A pump bearing is failing at a remote SPS. The part isn't in stock. Follow the procurement chain \u2014 from automated requisition to doorstep delivery \u2014 powered by MaxWater and VeriConnect.
MaxWater’s predictive maintenance system has flagged a bearing failure at a remote SPS. A work order is created — but when the system checks the nearest depot inventory, the exact SKU isn’t in stock. Instead of waiting for someone to notice, MaxWater automatically initiates the procurement workflow. The clock is ticking: 14 days until predicted failure, but the operations team wants this fixed this week.
MaxWater queries the approved supplier catalogue, cross-referencing lead times, pricing tiers, and framework agreements. It identifies two suppliers who can deliver same-day — one via emergency courier, one from a regional hub 30 miles away. The system scores each option by total cost (including delivery), historical reliability, and the framework pricing band. The cheaper option has a 97% on-time delivery record. Decision made.
A purchase requisition is generated automatically with the correct GL codes, cost centre, and budget allocation. The bearing costs £180 — well under the emergency threshold of £500. It skips the normal three-stage approval workflow and routes directly to the procurement manager’s dashboard for visibility only. The audit trail captures everything: who triggered it, why, which work order it’s linked to, and which budget line absorbs the cost. Total time from trigger to requisition: 90 seconds.
The purchase order is transmitted electronically via VeriConnect — Veriland’s EDI and integration platform. No email attachments, no PDF purchase orders lost in inboxes. The supplier’s system receives a structured PO that maps directly into their order management. Confirmation comes back in 8 minutes: part dispatched from their Midlands warehouse. ETA: 2 hours. MaxWater updates the work order with the delivery window so the field engineer knows exactly when to expect the part at the depot.
The bearing arrives at the depot within the 2-hour window. A depot operative scans it in via MaxWAM’s mobile app — barcode scan, visual inspection, quantity check. Stock levels update instantly across the system. MaxWater links the goods receipt to the purchase order, the work order, and the asset record — creating an unbreakable chain of custody. The field engineer gets a notification: part ready for collection. He’s already en route.
The bearing cost is automatically allocated to the correct AMP programme, capital expenditure code, and asset lifecycle record. Finance sees the spend in real time — no month-end surprises, no manual journal entries, no spreadsheet reconciliation. The cost flows through to the project’s committed spend, updating the forecast automatically. When the invoice arrives in three days, the three-way match (PO → goods receipt → invoice) will clear it without human intervention.
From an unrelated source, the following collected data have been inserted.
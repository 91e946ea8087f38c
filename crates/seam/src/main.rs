//! Seam CLI - apply unified diffs to a working tree transactionally.
//!
//! Reads a unified diff (from a file or stdin), dry-runs it against the
//! working tree, and either commits all changes atomically or leaves the
//! tree untouched. An optional validation command gates the commit: a
//! non-zero exit rolls every file back.
//!
//! # Usage
//!
//! ```bash
//! # Apply a diff from stdin to the current directory
//! some-model | seam
//!
//! # Apply a saved diff, gated by the test suite
//! seam --diff fix.patch --validate "cargo test" --validate-timeout 300
//!
//! # Verify only, write nothing
//! seam --diff fix.patch --dry-run
//!
//! # Machine-readable result
//! seam --diff fix.patch --json | jq .
//! ```
//!
//! Exit codes: 0 committed (or dry run passed), 1 rejected or rolled back,
//! 2 rollback failed (tree may be partially modified).

use std::io::Read;
use std::path::PathBuf;
use std::process::ExitCode;
use std::time::Duration;

use anyhow::{Context, Result};
use clap::Parser;
use serde_json::json;

use seam_engine::{
    Action, CommitError, EngineError, PatchEngine, PendingChange, ShellValidator,
};

mod config;
use config::SeamConfig;

/// Apply unified diffs to a working tree transactionally
#[derive(Parser, Debug)]
#[command(name = "seam")]
#[command(version, about, long_about = None)]
struct Args {
    /// Working directory the diff applies to (default: current directory)
    #[arg(short = 'C', long, default_value = ".")]
    base: PathBuf,

    /// Read the diff from this file instead of stdin
    #[arg(short = 'd', long)]
    diff: Option<PathBuf>,

    /// Shell command to run after applying; non-zero exit rolls back
    #[arg(long)]
    validate: Option<String>,

    /// Seconds the validation command may run before it is killed
    #[arg(long)]
    validate_timeout: Option<u64>,

    /// Parse and verify only; write nothing
    #[arg(long)]
    dry_run: bool,

    /// Emit the result as JSON (for scripting/parsing)
    #[arg(long)]
    json: bool,

    /// Show verbose output (debug information)
    #[arg(short = 'v', long)]
    verbose: bool,
}

fn main() -> ExitCode {
    let args = Args::parse();

    let _ = tracing_subscriber::fmt()
        .with_env_filter(if args.verbose {
            tracing_subscriber::EnvFilter::new("debug")
        } else {
            tracing_subscriber::EnvFilter::from_default_env()
        })
        .with_writer(std::io::stderr)
        .try_init();

    match run(&args) {
        Ok(code) => code,
        Err(err) => {
            if args.json {
                println!("{}", json!({ "status": "error", "error": format!("{err:#}") }));
            } else {
                eprintln!("error: {err:#}");
            }
            ExitCode::from(1)
        }
    }
}

fn run(args: &Args) -> Result<ExitCode> {
    let diff_text = read_diff(args)?;
    tracing::debug!(bytes = diff_text.len(), base = %args.base.display(), "read diff");
    let config = SeamConfig::load(&args.base)?;

    let engine = PatchEngine::new(&args.base);

    if args.dry_run {
        return Ok(report_dry_run(args, engine.check(&diff_text)));
    }

    // CLI flags win over the project config file.
    let command = args
        .validate
        .clone()
        .or_else(|| config.validation.command.clone());
    let timeout_secs = args.validate_timeout.or(config.validation.timeout_secs);

    let validator = command.map(|cmd| {
        let mut v = ShellValidator::new(cmd);
        if let Some(secs) = timeout_secs {
            v = v.with_timeout(Duration::from_secs(secs));
        }
        v
    });
    let validator_ref = validator.as_ref().map(|v| v as &dyn seam_engine::Validator);

    match engine.apply(&diff_text, validator_ref) {
        Ok(report) => {
            if args.json {
                println!(
                    "{}",
                    json!({ "status": "committed", "report": report })
                );
            } else {
                println!(
                    "Applied changes to {} file(s).",
                    report.written.len() + report.deleted.len()
                );
                if report.validated {
                    println!("Validation passed.");
                }
            }
            Ok(ExitCode::SUCCESS)
        }
        Err(err) => Ok(report_failure(args, err)),
    }
}

fn read_diff(args: &Args) -> Result<String> {
    match &args.diff {
        Some(path) => std::fs::read_to_string(path)
            .with_context(|| format!("failed to read diff from {}", path.display())),
        None => {
            let mut text = String::new();
            std::io::stdin()
                .read_to_string(&mut text)
                .context("failed to read diff from stdin")?;
            Ok(text)
        }
    }
}

fn report_dry_run(args: &Args, result: Result<Vec<PendingChange>, EngineError>) -> ExitCode {
    match result {
        Ok(plan) => {
            if args.json {
                let staged: Vec<_> = plan
                    .iter()
                    .map(|c| {
                        json!({
                            "path": c.rel_path,
                            "action": match c.action {
                                Action::Write(_) => "write",
                                Action::Delete => "delete",
                            },
                        })
                    })
                    .collect();
                println!("{}", json!({ "status": "verified", "plan": staged }));
            } else {
                println!("Structural guard passed; {} change(s) staged:", plan.len());
                for change in &plan {
                    let verb = match change.action {
                        Action::Write(_) => "write",
                        Action::Delete => "delete",
                    };
                    println!("  {verb} {}", change.rel_path.display());
                }
            }
            ExitCode::SUCCESS
        }
        Err(err) => report_failure(args, err),
    }
}

fn report_failure(args: &Args, err: EngineError) -> ExitCode {
    let (status, code) = match &err {
        EngineError::Parse(_) | EngineError::Guard(_) => ("rejected", 1),
        EngineError::Commit(CommitError::RollbackFailed { .. }) => ("rollback-failed", 2),
        EngineError::Commit(_) => ("rolled-back", 1),
    };

    if args.json {
        println!(
            "{}",
            json!({
                "status": status,
                "error": err.to_string(),
                "filesystem_unchanged": err.filesystem_unchanged(),
            })
        );
    } else {
        eprintln!("error: {err}");
        if err.filesystem_unchanged() {
            eprintln!("The working tree was not modified.");
        } else {
            eprintln!(
                "WARNING: the working tree may be partially modified; \
                 inspect it (and .seam/backups/) manually."
            );
        }
    }
    ExitCode::from(code)
}
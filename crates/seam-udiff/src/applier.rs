//! Strict positional application of hunks to a line sequence.

use crate::parser::{Change, Hunk};

/// Applier for parsed hunks.
///
/// Application is strict: every `Context` and `Removed` line must appear
/// exactly where the hunk header says it does, with offsets accumulated
/// across prior hunks. There is no fuzzy or whitespace-normalized matching;
/// a diff that does not match the file on disk is rejected wholesale so the
/// engine never writes a half-guessed result.
pub struct HunkApplier;

impl HunkApplier {
    /// Apply `hunks` in order to `original_lines`, producing the new line
    /// sequence.
    ///
    /// Returns `None` on any context mismatch, out-of-order or overlapping
    /// hunk, or out-of-bounds offset. `None` is the expected signal that
    /// the diff's view of the file is stale, not an exceptional condition.
    /// Deterministic: identical inputs always yield the identical outcome.
    pub fn apply_hunks(original_lines: &[String], hunks: &[Hunk]) -> Option<Vec<String>> {
        let mut result: Vec<String> = Vec::with_capacity(original_lines.len());
        // Index of the next original line not yet consumed.
        let mut cursor = 0usize;

        for hunk in hunks {
            // old_start is 1-based for non-empty spans; a zero old_count
            // means "insert after line old_start" (git convention).
            let start = if hunk.old_count == 0 {
                hunk.old_start
            } else {
                hunk.old_start.checked_sub(1)?
            };
            if start < cursor || start > original_lines.len() {
                // Out of order against a prior hunk, or beyond EOF.
                return None;
            }

            result.extend(original_lines[cursor..start].iter().cloned());
            cursor = start;

            for change in &hunk.changes {
                match change {
                    Change::Context(line) => {
                        if original_lines.get(cursor)? != line {
                            return None;
                        }
                        result.push(line.clone());
                        cursor += 1;
                    }
                    Change::Removed(line) => {
                        if original_lines.get(cursor)? != line {
                            return None;
                        }
                        cursor += 1;
                    }
                    Change::Added(line) => {
                        result.push(line.clone());
                    }
                }
            }
        }

        result.extend(original_lines[cursor..].iter().cloned());
        Some(result)
    }

    /// Build the content of a brand-new file purely from its hunks.
    ///
    /// For a creation there is no current file to look up, so the new line
    /// sequence is every `Added` (and, tolerantly, `Context`) line in
    /// order. `Removed` lines make no sense here and are ignored.
    pub fn synthesize(hunks: &[Hunk]) -> Vec<String> {
        hunks
            .iter()
            .flat_map(|h| &h.changes)
            .filter_map(|change| match change {
                Change::Added(line) | Change::Context(line) => Some(line.clone()),
                Change::Removed(_) => None,
            })
            .collect()
    }
}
MaxWater logs every data point from this transaction: response time (8 minutes), delivery accuracy (on time, correct part, correct quantity), and the part’s condition on arrival. Over time, this data builds a comprehensive supplier performance profile. When framework contracts come up for renewal, procurement managers have hard evidence — not opinions — to negotiate from. The best suppliers get more volume. The worst get noticed. Every transaction makes the supply chain smarter.
From work order trigger to part in the engineer's hands \u2014 fully automated, fully tracked, fully costed. No phone calls, no chasing, no surprises.